Brazil
Brazil (engl. | dt. Brasilien) ist ein preisgekrönter Film des Regisseurs Terry Gilliam (* 1940 in Minneapolis, VSA) von 1985. Er ist eine bittere bis tragikkomische Persiflage auf die britische Gesellschaft während des Zweiten Weltkrieges.
Handlung
Die durch Geburt privilegierte Hauptfigur David Lowry ist ein Archiv-Angestellter des Informationsministeriums. Er hat das Bedürfnis aus seiner technologisierten Welt auszubrechen. Parallel dazu verschwindet ein versehentlich Verhafteter, auf dessen Suche sich die Nachbarin begibt. Als Lowry sich in ebendiese Frau, nach der gefahndet wird, verliebt, gerät er selbst in die Mühlen des Systems und muß erkennen, das sein alter Freund Jack, Angestellter auf Sicherheitsstufe 5, Geständnisse von Verdächtigen erfoltert.
Rezeption
Im Film findet sich sich die ganze Breite der von Geheimniskrämerei, Entbehrungen, Entmündigung (Verteidigungsanordnung 18B) und brutaler Verfolgung gekennzeichneten britischen Verhältnisse von 1942.
Eine privilegierte Minderheit, die den Kampf gegen "Terroristen" als sportliche Herausforderung sieht und ansonsten nichtigen Beschäftigungen folgt, entspricht offensichtlich dem britischen (Geld)Adel und seiner politischen Klientel.
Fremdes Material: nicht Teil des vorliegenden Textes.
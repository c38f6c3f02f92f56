//! Payload models for stream-type events.
//!
//! Run and broadcast events carry an opaque payload map; these types give it
//! shape. Field names mirror the producer's JSON exactly (PascalCase for run
//! snapshots, snake_case for broadcast bodies) and must not be renamed.

use serde::{Deserialize, Serialize};

#[derive(Debug, Clone, Default, Serialize, Deserialize, PartialEq, Eq)]
pub struct RunTag {
    #[serde(rename = "Tag", default)]
    pub tag: String,
    #[serde(rename = "Value", default)]
    pub value: String,
}

/// Top-level snapshot of one workflow run, as carried by a run event.
#[derive(Debug, Clone, Default, Serialize, Deserialize, PartialEq, Eq)]
pub struct WorkflowRun {
    #[serde(rename = "ID", default)]
    pub id: i64,
    #[serde(rename = "Number", default)]
    pub num: i64,
    #[serde(rename = "Status", default)]
    pub status: String,
    #[serde(rename = "Start", default)]
    pub start: i64,
    #[serde(rename = "LastModified", default)]
    pub last_modified: i64,
    #[serde(rename = "Tags", default)]
    pub tags: Vec<RunTag>,
}

/// Snapshot of one node execution inside a workflow run.
#[derive(Debug, Clone, Default, Serialize, Deserialize, PartialEq, Eq)]
pub struct WorkflowNodeRun {
    #[serde(rename = "ID", default)]
    pub id: i64,
    #[serde(rename = "Number", default)]
    pub num: i64,
    #[serde(rename = "SubNumber", default)]
    pub sub_num: i64,
    #[serde(rename = "Status", default)]
    pub status: String,
    #[serde(rename = "WorkflowRunID", default)]
    pub workflow_run_id: i64,
    #[serde(rename = "Start", default)]
    pub start: i64,
    #[serde(rename = "Done", default)]
    pub done: i64,
}

/// A global announcement. Identified by `id`; upserts replace by id.
#[derive(Debug, Clone, Default, Serialize, Deserialize, PartialEq, Eq)]
pub struct Broadcast {
    #[serde(default)]
    pub id: i64,
    #[serde(default)]
    pub title: String,
    #[serde(default)]
    pub content: String,
    #[serde(default)]
    pub level: String,
    #[serde(default)]
    pub project_key: Option<String>,
    #[serde(default)]
    pub created: i64,
    #[serde(default)]
    pub updated: i64,
    #[serde(default)]
    pub archived: bool,
}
Ihm steht ein hoffnungslos entmündigtes Proletariat gegenüber, gekennzeichnet durch Perspektivlosigkeit und prekäre Armut. Zwischen beiden agiert eine monströse Verfolgungs-, Mord- und Propagandahirarchie, die über fein abgestufte Privilegien im sogenannten Ministerium für Information (M.O.I) zusammengefasst ist. Sie dient der Herrschaftssicherung der Snobs. Je höher die Sicherheitsstufe des Mitarbeiters um so mehr Vorteile fallen ihm zu.
Die Propagandaplakate im Film weisen alle auf das Ministerium für Information der Churchill-Regierung hin. Ihre Aussagen werden von den davor stattfindenden allzumenschlichen Ereignissen konterkariert, wodurch sie zu dem werden, was sie sind: hohle Phrasen und billige Agitation, über die zu lachen wäre, wäre Widerstand nicht lebensgefährlich.
Der Chef der Ministeriumsspitze, der Abteilung Informationswiederbeschaffung, ähnelt im eleganten Zweireiher und in seiner Wichtigkeit bemerkenswert dem historischen M.O.I- Chef, Zeitungsverleger Brendan Bracken. Er agiert unzweifelhaft im heutigen Senatsgebäude der Universität London, ein damals gerade fertiggestellter monumentaler Betonbau im Rohzustand. Während die Universität im Krieg aufs Land zog, wurde das vom ersten Weltkrieg wieder auferstandene M.O.I hier einquartiert. Churchill, der gleichfalls in London blieb (allerdings im Downing Street-Bunker, der der Bevölkerung unbekannt war), wollte so dem bombengeplagten Stadtvolk demonstrieren, das sich nicht alle Behörden davonmachten.
Mit dem noblen Sportsmann und stellvertretendem Informationsminister David Helpman im Rollstuhl kann ebensogut Franklin D. Roosevelt assoziiert werden.
Eine zeitliche Einordnung des Films ist jedoch, sicher um ihn übertragbar zu machen, mit Absicht vermieden worden. So wird einerseits ein Delinquent im Jahr "84" verhaftet, andererseits vertreiben sich die Archivangestellten die Zeit mit dem Film Casablanca von 1942. Viel Situationskomik macht die Handlung in den Kulissen der 1940er Jahre auch amüsant.